Search the material for "optional" and copy each line in which it is found.

(Beginning of The records)

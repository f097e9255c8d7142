use std::path::Path;
use vital_core::catalog::builtin;
use vital_core::error::VitalError;

pub fn list() -> Result<(), VitalError> {
    let catalog = builtin::default_catalog()?;

    println!("{} (v{})\n", catalog.name, catalog.version);
    for marker in catalog.markers() {
        let direction = if marker.invert {
            "higher is better"
        } else {
            "lower is better"
        };
        println!("  {:<14} {} [{}, {}]", marker.id, marker.label, marker.unit, direction);
        if let Some(ref desc) = marker.description {
            println!("                 {}", desc);
        }
        println!();
    }
    Ok(())
}

pub fn explain() -> Result<(), VitalError> {
    let catalog = builtin::default_catalog()?;

    println!("{} (version {})\n", catalog.name, catalog.version);
    println!("Each marker value is placed on a six-band scale:\n");
    println!("  excellent -- at or beyond half the mild threshold on the good side");
    println!("  good      -- inside the mild threshold");
    println!("  mild / moderate / high -- past the matching threshold");
    println!("  very bad  -- past one and a half times the high threshold");
    println!();
    println!("Each band past mild costs its penalty; very bad costs the high");
    println!("penalty plus 2. The score starts at 100 and never drops below 0.\n");

    let max_name = catalog
        .markers()
        .iter()
        .map(|m| m.id.len())
        .max()
        .unwrap_or(12);

    println!("Thresholds and penalties:\n");
    println!(
        "  {:<width$}  {:<10}{:<10}{:<10}{:<12}{:<10}Unit",
        "Marker",
        "Mild",
        "Moderate",
        "High",
        "Penalties",
        "Dir",
        width = max_name + 2
    );
    println!("  {}", "-".repeat(max_name + 66));

    for marker in catalog.markers() {
        let dir = if marker.invert { "up" } else { "down" };
        println!(
            "  {:<width$}  {:<10}{:<10}{:<10}{:<12}{:<10}{}",
            marker.id,
            marker.bands.mild.to_string(),
            marker.bands.moderate.to_string(),
            marker.bands.high.to_string(),
            format!(
                "{}/{}/{}",
                marker.penalties.mild, marker.penalties.moderate, marker.penalties.high
            ),
            dir,
            marker.unit,
            width = max_name + 2
        );
    }
    println!();

    Ok(())
}

pub fn schema() -> Result<(), VitalError> {
    print!(
        r#"JSON Catalog Schema
===================

A catalog file defines the lifestyle markers the scoring engine evaluates.
When you run `vital score`, every answer is classified against its marker's
band thresholds and the matching penalty is subtracted from 100.

Top-level fields:
  name          (string, required)  Human-readable name of the catalog
  description   (string, optional)  What this catalog is for
  version       (string, required)  Version identifier (e.g., "2025.1")
  markers       (array, required)   List of marker definitions (see below)

Each marker in the "markers" array:
  id            (string, required)  Unique key. Answer files, region
                                    baselines and demographic tables all
                                    reference markers by this id.
  label         (string, required)  Display name.
  unit          (string, required)  Unit for display (e.g., "units/week").
  invert        (bool, optional)    True when higher values are better
                                    (sleep, exercise). Default: false.
  bands         (object, required)  Thresholds {{mild, moderate, high}} as
                                    quoted decimal strings. Strictly
                                    ascending for normal markers, strictly
                                    descending when invert is true.
  penalties     (object, required)  Point costs {{mild, moderate, high}},
                                    non-negative and non-decreasing.
  baseline      (string, required)  Static fallback comparison value used
                                    when no region or age data applies.
  citation      (string, optional)  Reference id shown with recommendations.
  description   (string, optional)  One-line explanation for reports.

Example:
{{
  "name": "My custom catalog",
  "version": "1.0",
  "markers": [
    {{
      "id": "alcohol",
      "label": "Alcohol",
      "unit": "units/week",
      "bands": {{ "mild": "5", "moderate": "10", "high": "14" }},
      "penalties": {{ "mild": "2", "moderate": "5", "high": "8" }},
      "baseline": "6",
      "citation": "who-ghe-2018"
    }},
    {{
      "id": "sleep",
      "label": "Sleep",
      "unit": "hours/night",
      "invert": true,
      "bands": {{ "mild": "7", "moderate": "6", "high": "5" }},
      "penalties": {{ "mild": "2", "moderate": "5", "high": "8" }},
      "baseline": "7"
    }}
  ]
}}

Note: numeric values must be quoted strings, not bare numbers, to preserve
exact decimal precision (e.g., "2.5" not 2.5).
"#
    );
    Ok(())
}

pub fn validate(file: &Path) -> Result<(), VitalError> {
    let catalog = vital_core::catalog::load_catalog(file)?;

    println!("Catalog '{}' (v{}) is valid.", catalog.name, catalog.version);
    println!("  Markers: {}", catalog.len());

    // Advisory gaps, not errors.
    let mut warnings = Vec::new();
    for marker in catalog.markers() {
        if marker.citation.is_none() {
            warnings.push(format!("marker '{}' has no citation", marker.id));
        }
        if marker.description.is_none() {
            warnings.push(format!("marker '{}' has no description", marker.id));
        }
    }

    if !warnings.is_empty() {
        println!("\nWarnings:");
        for w in &warnings {
            println!("  - {}", w);
        }
    }

    Ok(())
}
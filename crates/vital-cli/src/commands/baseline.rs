use vital_core::baseline;
use vital_core::error::VitalError;
use vital_core::model::Gender;
use vital_core::score;

pub fn run(
    region_id: &str,
    age: &str,
    gender: &str,
    output_format: &str,
) -> Result<(), VitalError> {
    let (catalog, regions, tables) = super::load_data(None)?;

    let age = super::parse_age(age)?;
    let gender = Gender::from_str_loose(gender);

    let region = regions
        .get(region_id)
        .ok_or_else(|| VitalError::UnknownRegion(region_id.to_string()))?;

    let group_answers = baseline::baseline_answers(&catalog, &tables, region, age, gender);
    let group_outcome = score::score(&group_answers, &catalog)?;

    if output_format == "json" {
        let rows: Vec<serde_json::Value> = catalog
            .markers()
            .iter()
            .map(|m| {
                serde_json::json!({
                    "marker_id": m.id,
                    "label": m.label,
                    "unit": m.unit,
                    "baseline": group_answers[&m.id].to_string(),
                })
            })
            .collect();
        let payload = serde_json::json!({
            "region": region_id,
            "region_label": region.label,
            "age": age.to_string(),
            "gender": gender.to_string(),
            "baselines": rows,
            "group_score": group_outcome.score.to_string(),
        });
        println!("{}", serde_json::to_string_pretty(&payload)?);
        return Ok(());
    }

    println!(
        "Group baselines: {} / {} / {}\n",
        region.label, age, gender
    );

    let max_name = catalog
        .markers()
        .iter()
        .map(|m| m.label.len())
        .max()
        .unwrap_or(10);

    for marker in catalog.markers() {
        println!(
            "  {:<width$}  {} {}",
            marker.label,
            group_answers[&marker.id],
            marker.unit,
            width = max_name
        );
    }

    println!("\n  Expected group score: {} / 100", group_outcome.score);

    Ok(())
}
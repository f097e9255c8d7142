use rust_decimal::Decimal;
use serde::{Deserialize, Serialize};
use std::collections::BTreeMap;
use std::fmt;

/// Survey answers: marker id -> reported value.
///
/// Absent entries are read as 0 by the scoring engine. The engine never
/// mutates an answer set.
pub type AnswerSet = BTreeMap<String, Decimal>;

/// Severity band on the full six-step scale used for the headline score.
#[derive(Debug, Clone, Copy, PartialEq, Eq, Serialize, Deserialize)]
#[serde(rename_all = "snake_case")]
pub enum Band {
    Excellent,
    Good,
    Mild,
    Moderate,
    High,
    VeryBad,
}

impl fmt::Display for Band {
    fn fmt(&self, f: &mut fmt::Formatter<'_>) -> fmt::Result {
        match self {
            Band::Excellent => write!(f, "excellent"),
            Band::Good => write!(f, "good"),
            Band::Mild => write!(f, "mild"),
            Band::Moderate => write!(f, "moderate"),
            Band::High => write!(f, "high"),
            Band::VeryBad => write!(f, "very bad"),
        }
    }
}

/// Severity tier on the simplified four-step scale used by the breakdown
/// table. Has no extremes, so it intentionally disagrees with [`Band`]
/// outside the threshold range.
#[derive(Debug, Clone, Copy, PartialEq, Eq, Serialize, Deserialize)]
#[serde(rename_all = "snake_case")]
pub enum Tier {
    Good,
    Mild,
    Moderate,
    High,
}

impl fmt::Display for Tier {
    fn fmt(&self, f: &mut fmt::Formatter<'_>) -> fmt::Result {
        match self {
            Tier::Good => write!(f, "good"),
            Tier::Mild => write!(f, "mild"),
            Tier::Moderate => write!(f, "moderate"),
            Tier::High => write!(f, "high"),
        }
    }
}

/// Fixed, ordered age brackets. Age-indexed baseline tables are indexed by
/// the bracket position in this order.
#[derive(Debug, Clone, Copy, PartialEq, Eq, Serialize, Deserialize)]
pub enum AgeRange {
    #[serde(rename = "18-29")]
    From18To29,
    #[serde(rename = "30-39")]
    From30To39,
    #[serde(rename = "40-49")]
    From40To49,
    #[serde(rename = "50-59")]
    From50To59,
    #[serde(rename = "60-69")]
    From60To69,
    #[serde(rename = "70+")]
    From70,
}

impl AgeRange {
    pub const ALL: [AgeRange; 6] = [
        AgeRange::From18To29,
        AgeRange::From30To39,
        AgeRange::From40To49,
        AgeRange::From50To59,
        AgeRange::From60To69,
        AgeRange::From70,
    ];

    /// Position in the fixed bracket order.
    pub fn index(self) -> usize {
        match self {
            AgeRange::From18To29 => 0,
            AgeRange::From30To39 => 1,
            AgeRange::From40To49 => 2,
            AgeRange::From50To59 => 3,
            AgeRange::From60To69 => 4,
            AgeRange::From70 => 5,
        }
    }

    pub fn from_str_loose(s: &str) -> Option<AgeRange> {
        match s.trim() {
            "18-29" => Some(AgeRange::From18To29),
            "30-39" => Some(AgeRange::From30To39),
            "40-49" => Some(AgeRange::From40To49),
            "50-59" => Some(AgeRange::From50To59),
            "60-69" => Some(AgeRange::From60To69),
            "70+" | "70" => Some(AgeRange::From70),
            _ => None,
        }
    }
}

impl fmt::Display for AgeRange {
    fn fmt(&self, f: &mut fmt::Formatter<'_>) -> fmt::Result {
        match self {
            AgeRange::From18To29 => write!(f, "18-29"),
            AgeRange::From30To39 => write!(f, "30-39"),
            AgeRange::From40To49 => write!(f, "40-49"),
            AgeRange::From50To59 => write!(f, "50-59"),
            AgeRange::From60To69 => write!(f, "60-69"),
            AgeRange::From70 => write!(f, "70+"),
        }
    }
}

/// Gender for baseline adjustment lookups. Genders without an entry in the
/// adjustment tables simply contribute no adjustment.
#[derive(Debug, Clone, Copy, PartialEq, Eq, Serialize, Deserialize)]
#[serde(rename_all = "lowercase")]
pub enum Gender {
    Female,
    Male,
    Other,
}

impl Gender {
    /// Key used in the gender adjustment tables.
    pub fn key(self) -> &'static str {
        match self {
            Gender::Female => "female",
            Gender::Male => "male",
            Gender::Other => "other",
        }
    }

    /// Parse a CLI-style gender string. Anything unrecognized maps to
    /// `Other`, which never has a table entry.
    pub fn from_str_loose(s: &str) -> Gender {
        match s.trim().to_lowercase().as_str() {
            "f" | "female" | "woman" => Gender::Female,
            "m" | "male" | "man" => Gender::Male,
            _ => Gender::Other,
        }
    }
}

impl fmt::Display for Gender {
    fn fmt(&self, f: &mut fmt::Formatter<'_>) -> fmt::Result {
        write!(f, "{}", self.key())
    }
}

/// The session state the survey layer owns: selected region, demographic
/// selection and collected answers. Passed into the core explicitly so the
/// engine stays free of ambient state.
#[derive(Debug, Clone, Serialize, Deserialize)]
pub struct Session {
    pub region: String,
    pub age: AgeRange,
    pub gender: Gender,
    pub answers: AnswerSet,
}
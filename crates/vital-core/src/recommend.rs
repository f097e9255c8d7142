//! Turns the worst deductions into directional suggestions.

use crate::catalog::Catalog;
use crate::error::VitalError;
use crate::score::outcome::Deduction;
use rust_decimal::Decimal;
use serde::{Deserialize, Serialize};

/// Number of suggestions a report shows unless the caller asks otherwise.
pub const DEFAULT_LIMIT: usize = 3;

/// Which way the user should move a marker value.
#[derive(Debug, Clone, Copy, PartialEq, Eq, Serialize, Deserialize)]
#[serde(rename_all = "snake_case")]
pub enum Direction {
    Reduce,
    Increase,
}

/// An actionable suggestion derived from one deduction.
#[derive(Debug, Clone, Serialize, Deserialize)]
pub struct Recommendation {
    pub marker_id: String,
    pub label: String,
    pub direction: Direction,
    /// The mild-band threshold the value should move past.
    pub target: Decimal,
    pub unit: String,
    /// Points recovered if the deduction disappears entirely.
    pub potential_gain: Decimal,
    #[serde(skip_serializing_if = "Option::is_none")]
    pub citation: Option<String>,
}

impl Recommendation {
    /// One-line advice text for plain rendering.
    pub fn advice(&self) -> String {
        match self.direction {
            Direction::Reduce => format!(
                "Reduce {} to below {} {}",
                self.label.to_lowercase(),
                self.target,
                self.unit
            ),
            Direction::Increase => format!(
                "Increase {} to at least {} {}",
                self.label.to_lowercase(),
                self.target,
                self.unit
            ),
        }
    }
}

/// Rank deductions by penalty and turn the worst `limit` into suggestions.
///
/// The sort is stable, so equal penalties keep the catalog order the
/// deductions arrived in.
pub fn recommend(
    deductions: &[Deduction],
    catalog: &Catalog,
    limit: usize,
) -> Result<Vec<Recommendation>, VitalError> {
    let mut ranked: Vec<&Deduction> = deductions.iter().collect();
    ranked.sort_by(|a, b| b.penalty.cmp(&a.penalty));

    ranked
        .into_iter()
        .take(limit)
        .map(|d| {
            let marker = catalog.get(&d.marker_id)?;
            Ok(Recommendation {
                marker_id: marker.id.clone(),
                label: marker.label.clone(),
                direction: if marker.invert {
                    Direction::Increase
                } else {
                    Direction::Reduce
                },
                target: marker.bands.mild,
                unit: marker.unit.clone(),
                potential_gain: d.penalty,
                citation: marker.citation.clone(),
            })
        })
        .collect()
}
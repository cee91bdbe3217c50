use crate::error::ConversionError;
use std::fmt;
use std::str::FromStr;

/// Carrier responsible for a cargo unit. Used as the category tag of a unit.
#[derive(Debug, Clone, Copy, PartialEq, Eq, Hash, PartialOrd, Ord)]
pub enum ShippingCompany {
    Maersk,
    Msc,
    CmaCgm,
    Cosco,
    HapagLloyd,
    Oocl,
    Evergreen,
    Yangming,
}

impl ShippingCompany {
    pub const ALL: [ShippingCompany; 8] = [
        ShippingCompany::Maersk,
        ShippingCompany::Msc,
        ShippingCompany::CmaCgm,
        ShippingCompany::Cosco,
        ShippingCompany::HapagLloyd,
        ShippingCompany::Oocl,
        ShippingCompany::Evergreen,
        ShippingCompany::Yangming,
    ];

    pub fn as_str(&self) -> &'static str {
        match self {
            ShippingCompany::Maersk => "MAERSK",
            ShippingCompany::Msc => "MSC",
            ShippingCompany::CmaCgm => "CMA_CGM",
            ShippingCompany::Cosco => "COSCO",
            ShippingCompany::HapagLloyd => "HAPAG_LLOYD",
            ShippingCompany::Oocl => "OOCL",
            ShippingCompany::Evergreen => "EVERGREEN",
            ShippingCompany::Yangming => "YANGMING",
        }
    }
}

impl fmt::Display for ShippingCompany {
    fn fmt(&self, f: &mut fmt::Formatter<'_>) -> fmt::Result {
        f.write_str(self.as_str())
    }
}

impl FromStr for ShippingCompany {
    type Err = ConversionError;

    fn from_str(s: &str) -> Result<Self, Self::Err> {
        ShippingCompany::ALL
            .iter()
            .copied()
            .find(|company| company.as_str().eq_ignore_ascii_case(s))
            .ok_or_else(|| ConversionError::UnknownShippingCompany(s.to_string()))
    }
}
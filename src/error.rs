use thiserror::Error;

#[derive(Debug, Error)]
pub enum Error {
    #[error("File not found or could not be read: {0}")]
    IoError(#[from] std::io::Error),

    #[error("Failed to parse stowage configuration JSON: {0}")]
    DeserializationError(#[from] serde_json::Error),

    #[error("Failed to read or write loading plan CSV: {0}")]
    CsvError(#[from] csv::Error),

    #[error("Malformed loading plan record in line {line}: {reason}")]
    MalformedRecord { line: u64, reason: String },

    #[error("Terminal cannot hold {requested} more cargo units, only {free} free positions left")]
    TerminalCapacityExceeded { requested: usize, free: usize },

    #[error("Failed to build internal domain model: {0}")]
    ModelConstructionError(String),

    #[error(transparent)]
    ConversionError(#[from] ConversionError),
}

/// Failures of the string conversions used by configuration and CLI input.
#[derive(Debug, Error, PartialEq, Eq)]
pub enum ConversionError {
    #[error("Unknown planner type: {0}")]
    UnknownPlannerType(String),

    #[error("Unknown shipping company: {0}")]
    UnknownShippingCompany(String),
}

pub type Result<T> = std::result::Result<T, Error>;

(End of The records)

Solution to this task
  description   (string, optional)  What this catalog is for
  invert        (bool, optional)    True when higher values are better
  citation      (string, optional)  Reference id shown with recommendations.
  description   (string, optional)  One-line explanation for reports.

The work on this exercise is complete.